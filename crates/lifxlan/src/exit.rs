use std::fmt;
use std::io;

use lifxlan_device::DeviceError;
use lifxlan_frame::FrameError;
use lifxlan_transport::TransportError;

// Exit codes follow sysexits/timeout(1) conventions.
pub const SUCCESS: i32 = 0;
pub const FAILURE: i32 = 1;
pub const TRANSPORT_ERROR: i32 = 3;
pub const PERMISSION_DENIED: i32 = 50;
pub const DATA_INVALID: i32 = 60;
pub const USAGE: i32 = 64;
pub const TIMEOUT: i32 = 124;
pub const INTERNAL: i32 = 125;

pub type CliResult<T> = Result<T, CliError>;

#[derive(Debug)]
pub struct CliError {
    pub code: i32,
    pub message: String,
}

impl CliError {
    pub fn new(code: i32, message: impl Into<String>) -> Self {
        Self {
            code,
            message: message.into(),
        }
    }
}

impl fmt::Display for CliError {
    fn fmt(&self, f: &mut fmt::Formatter<'_>) -> fmt::Result {
        write!(f, "{}", self.message)
    }
}

impl std::error::Error for CliError {}

pub fn io_error(context: &str, err: io::Error) -> CliError {
    let code = match err.kind() {
        io::ErrorKind::PermissionDenied => PERMISSION_DENIED,
        io::ErrorKind::TimedOut | io::ErrorKind::WouldBlock => TIMEOUT,
        io::ErrorKind::AddrInUse | io::ErrorKind::AddrNotAvailable => TRANSPORT_ERROR,
        io::ErrorKind::ConnectionRefused => FAILURE,
        _ => INTERNAL,
    };
    CliError::new(code, format!("{context}: {err}"))
}

pub fn transport_error(context: &str, err: TransportError) -> CliError {
    match err {
        TransportError::Bind { source, .. } | TransportError::Io(source) => {
            io_error(context, source)
        }
        other => CliError::new(TRANSPORT_ERROR, format!("{context}: {other}")),
    }
}

pub fn frame_error(context: &str, err: FrameError) -> CliError {
    match err {
        FrameError::Io(source) => io_error(context, source),
        FrameError::TextTooLong { .. } => CliError::new(USAGE, format!("{context}: {err}")),
        FrameError::UndersizedFrame { .. }
        | FrameError::BufferOverflow { .. }
        | FrameError::UnsupportedMessageType(_) => {
            CliError::new(DATA_INVALID, format!("{context}: {err}"))
        }
        other => CliError::new(INTERNAL, format!("{context}: {other}")),
    }
}

pub fn device_error(context: &str, err: DeviceError) -> CliError {
    match err {
        DeviceError::Transport(err) => transport_error(context, err),
        DeviceError::Frame(err) => frame_error(context, err),
        DeviceError::Timeout(_) => CliError::new(TIMEOUT, format!("{context}: {err}")),
        DeviceError::UnexpectedResponse { .. } => {
            CliError::new(DATA_INVALID, format!("{context}: {err}"))
        }
        DeviceError::InvalidTarget(_) => CliError::new(USAGE, format!("{context}: {err}")),
    }
}
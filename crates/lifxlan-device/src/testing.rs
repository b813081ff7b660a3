//! In-memory datagram endpoints for unit tests.

use std::collections::VecDeque;
use std::io;
use std::net::SocketAddr;
use std::sync::Mutex;
use std::time::Duration;

use lifxlan_frame::{decode_frame, encode_frame_to_bytes, Frame};
use lifxlan_transport::{Datagram, Result};

use crate::responder::SimulatedLight;

pub(crate) fn addr(s: &str) -> SocketAddr {
    s.parse().unwrap()
}

enum Inbound {
    Datagram(Vec<u8>, SocketAddr),
    Error(io::ErrorKind),
}

/// Replays queued datagrams and receive errors, and records everything sent.
///
/// An empty inbox behaves like an expired read timeout.
pub(crate) struct ScriptedDatagram {
    local: SocketAddr,
    inbox: Mutex<VecDeque<Inbound>>,
    pub(crate) sent: Mutex<Vec<(Vec<u8>, SocketAddr)>>,
}

impl ScriptedDatagram {
    pub(crate) fn new() -> Self {
        Self {
            local: addr("10.0.0.2:50000"),
            inbox: Mutex::new(VecDeque::new()),
            sent: Mutex::new(Vec::new()),
        }
    }

    pub(crate) fn push_raw(&self, bytes: &[u8], from: SocketAddr) {
        self.inbox
            .lock()
            .unwrap()
            .push_back(Inbound::Datagram(bytes.to_vec(), from));
    }

    /// Make the next receive fail with `kind`.
    pub(crate) fn push_error(&self, kind: io::ErrorKind) {
        self.inbox.lock().unwrap().push_back(Inbound::Error(kind));
    }

    pub(crate) fn push_frame(&self, frame: &Frame, from: SocketAddr) {
        let bytes = encode_frame_to_bytes(frame).unwrap();
        self.push_raw(&bytes, from);
    }

    pub(crate) fn sent_frames(&self) -> Vec<(Frame, SocketAddr)> {
        self.sent
            .lock()
            .unwrap()
            .iter()
            .map(|(bytes, to)| (decode_frame(bytes).unwrap(), *to))
            .collect()
    }
}

impl Datagram for ScriptedDatagram {
    fn send_to(&self, buf: &[u8], addr: SocketAddr) -> Result<usize> {
        self.sent.lock().unwrap().push((buf.to_vec(), addr));
        Ok(buf.len())
    }

    fn recv_from(&self, buf: &mut [u8]) -> Result<(usize, SocketAddr)> {
        match self.inbox.lock().unwrap().pop_front() {
            Some(Inbound::Datagram(bytes, from)) => {
                let len = bytes.len().min(buf.len());
                buf[..len].copy_from_slice(&bytes[..len]);
                Ok((len, from))
            }
            Some(Inbound::Error(kind)) => Err(io::Error::from(kind).into()),
            None => Err(io::Error::from(io::ErrorKind::WouldBlock).into()),
        }
    }

    fn set_read_timeout(&self, _timeout: Option<Duration>) -> Result<()> {
        Ok(())
    }

    fn local_addr(&self) -> Result<SocketAddr> {
        Ok(self.local)
    }
}

/// A datagram endpoint wired straight into a [`SimulatedLight`]: every
/// frame sent is handled and the replies are queued for receive.
pub(crate) struct LightLink {
    pub(crate) light: Mutex<SimulatedLight>,
    link: ScriptedDatagram,
    light_addr: SocketAddr,
}

impl LightLink {
    pub(crate) fn new(light: SimulatedLight, light_addr: SocketAddr) -> Self {
        Self {
            light: Mutex::new(light),
            link: ScriptedDatagram::new(),
            light_addr,
        }
    }
}

impl Datagram for LightLink {
    fn send_to(&self, buf: &[u8], addr: SocketAddr) -> Result<usize> {
        self.link.send_to(buf, addr)?;
        if addr == self.light_addr {
            if let Ok(request) = decode_frame(buf) {
                for reply in self.light.lock().unwrap().handle(&request) {
                    self.link.push_frame(&reply, self.light_addr);
                }
            }
        }
        Ok(buf.len())
    }

    fn recv_from(&self, buf: &mut [u8]) -> Result<(usize, SocketAddr)> {
        self.link.recv_from(buf)
    }

    fn set_read_timeout(&self, timeout: Option<Duration>) -> Result<()> {
        self.link.set_read_timeout(timeout)
    }

    fn local_addr(&self) -> Result<SocketAddr> {
        self.link.local_addr()
    }
}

- _Problem description_
Transcribe all of the material without omitting a line.

- _Task result_
filename crates/lifxlan/src/exit.rs
use std::fmt;
use std::io;

use lifxlan_device::DeviceError;
use lifxlan_frame::FrameError;
use lifxlan_transport::TransportError;

// Exit codes follow sysexits/timeout(1) conventions.
pub const SUCCESS: i32 = 0;
pub const FAILURE: i32 = 1;
pub const TRANSPORT_ERROR: i32 = 3;
pub const PERMISSION_DENIED: i32 = 50;
pub const DATA_INVALID: i32 = 60;
pub const USAGE: i32 = 64;
pub const TIMEOUT: i32 = 124;
pub const INTERNAL: i32 = 125;

pub type CliResult<T> = Result<T, CliError>;

#[derive(Debug)]
pub struct CliError {
    pub code: i32,
    pub message: String,
}

impl CliError {
    pub fn new(code: i32, message: impl Into<String>) -> Self {
        Self {
            code,
            message: message.into(),
        }
    }
}

impl fmt::Display for CliError {
    fn fmt(&self, f: &mut fmt::Formatter<'_>) -> fmt::Result {
        write!(f, "{}", self.message)
    }
}

impl std::error::Error for CliError {}

pub fn io_error(context: &str, err: io::Error) -> CliError {
    let code = match err.kind() {
        io::ErrorKind::PermissionDenied => PERMISSION_DENIED,
        io::ErrorKind::TimedOut | io::ErrorKind::WouldBlock => TIMEOUT,
        io::ErrorKind::AddrInUse | io::ErrorKind::AddrNotAvailable => TRANSPORT_ERROR,
        io::ErrorKind::ConnectionRefused => FAILURE,
        _ => INTERNAL,
    };
    CliError::new(code, format!("{context}: {err}"))
}

pub fn transport_error(context: &str, err: TransportError) -> CliError {
    match err {
        TransportError::Bind { source, .. } | TransportError::Io(source) => {
            io_error(context, source)
        }
        other => CliError::new(TRANSPORT_ERROR, format!("{context}: {other}")),
    }
}

pub fn frame_error(context: &str, err: FrameError) -> CliError {
    match err {
        FrameError::Io(source) => io_error(context, source),
        FrameError::TextTooLong { .. } => CliError::new(USAGE, format!("{context}: {err}")),
        FrameError::UndersizedFrame { .. }
        | FrameError::BufferOverflow { .. }
        | FrameError::UnsupportedMessageType(_) => {
            CliError::new(DATA_INVALID, format!("{context}: {err}"))
        }
        other => CliError::new(INTERNAL, format!("{context}: {other}")),
    }
}

pub fn device_error(context: &str, err: DeviceError) -> CliError {
    match err {
        DeviceError::Transport(err) => transport_error(context, err),
        DeviceError::Frame(err) => frame_error(context, err),
        DeviceError::Timeout(_) => CliError::new(TIMEOUT, format!("{context}: {err}")),
        DeviceError::UnexpectedResponse { .. } => {
            CliError::new(DATA_INVALID, format!("{context}: {err}"))
        }
        DeviceError::InvalidTarget(_) => CliError::new(USAGE, format!("{context}: {err}")),
    }
}
filename crates/lifxlan-device/src/testing.rs
repository b813081ff7b660a3
//! In-memory datagram endpoints for unit tests.

use std::collections::VecDeque;
use std::io;
use std::net::SocketAddr;
use std::sync::Mutex;
use std::time::Duration;

use lifxlan_frame::{decode_frame, encode_frame_to_bytes, Frame};
use lifxlan_transport::{Datagram, Result};

use crate::responder::SimulatedLight;

pub(crate) fn addr(s: &str) -> SocketAddr {
    s.parse().unwrap()
}

enum Inbound {
    Datagram(Vec<u8>, SocketAddr),
    Error(io::ErrorKind),
}

/// Replays queued datagrams and receive errors, and records everything sent.
///
/// An empty inbox behaves like an expired read timeout.
pub(crate) struct ScriptedDatagram {
    local: SocketAddr,
    inbox: Mutex<VecDeque<Inbound>>,
    pub(crate) sent: Mutex<Vec<(Vec<u8>, SocketAddr)>>,
}

impl ScriptedDatagram {
    pub(crate) fn new() -> Self {
        Self {
            local: addr("10.0.0.2:50000"),
            inbox: Mutex::new(VecDeque::new()),
            sent: Mutex::new(Vec::new()),
        }
    }

    pub(crate) fn push_raw(&self, bytes: &[u8], from: SocketAddr) {
        self.inbox
            .lock()
            .unwrap()
            .push_back(Inbound::Datagram(bytes.to_vec(), from));
    }

    /// Make the next receive fail with `kind`.
    pub(crate) fn push_error(&self, kind: io::ErrorKind) {
        self.inbox.lock().unwrap().push_back(Inbound::Error(kind));
    }

    pub(crate) fn push_frame(&self, frame: &Frame, from: SocketAddr) {
        let bytes = encode_frame_to_bytes(frame).unwrap();
        self.push_raw(&bytes, from);
    }

    pub(crate) fn sent_frames(&self) -> Vec<(Frame, SocketAddr)> {
        self.sent
            .lock()
            .unwrap()
            .iter()
            .map(|(bytes, to)| (decode_frame(bytes).unwrap(), *to))
            .collect()
    }
}

impl Datagram for ScriptedDatagram {
    fn send_to(&self, buf: &[u8], addr: SocketAddr) -> Result<usize> {
        self.sent.lock().unwrap().push((buf.to_vec(), addr));
        Ok(buf.len())
    }

    fn recv_from(&self, buf: &mut [u8]) -> Result<(usize, SocketAddr)> {
        match self.inbox.lock().unwrap().pop_front() {
            Some(Inbound::Datagram(bytes, from)) => {
                let len = bytes.len().min(buf.len());
                buf[..len].copy_from_slice(&bytes[..len]);
                Ok((len, from))
            }
            Some(Inbound::Error(kind)) => Err(io::Error::from(kind).into()),
            None => Err(io::Error::from(io::ErrorKind::WouldBlock).into()),
        }
    }

    fn set_read_timeout(&self, _timeout: Option<Duration>) -> Result<()> {
        Ok(())
    }

    fn local_addr(&self) -> Result<SocketAddr> {
        Ok(self.local)
    }
}

/// A datagram endpoint wired straight into a [`SimulatedLight`]: every
/// frame sent is handled and the replies are queued for receive.
pub(crate) struct LightLink {
    pub(crate) light: Mutex<SimulatedLight>,
    link: ScriptedDatagram,
    light_addr: SocketAddr,
}

impl LightLink {
    pub(crate) fn new(light: SimulatedLight, light_addr: SocketAddr) -> Self {
        Self {
            light: Mutex::new(light),
            link: ScriptedDatagram::new(),
            light_addr,
        }
    }
}

impl Datagram for LightLink {
    fn send_to(&self, buf: &[u8], addr: SocketAddr) -> Result<usize> {
        self.link.send_to(buf, addr)?;
        if addr == self.light_addr {
            if let Ok(request) = decode_frame(buf) {
                for reply in self.light.lock().unwrap().handle(&request) {
                    self.link.push_frame(&reply, self.light_addr);
                }
            }
        }
        Ok(buf.len())
    }

    fn recv_from(&self, buf: &mut [u8]) -> Result<(usize, SocketAddr)> {
        self.link.recv_from(buf)
    }

    fn set_read_timeout(&self, timeout: Option<Duration>) -> Result<()> {
        self.link.set_read_timeout(timeout)
    }

    fn local_addr(&self) -> Result<SocketAddr> {
        self.link.local_addr()
    }
}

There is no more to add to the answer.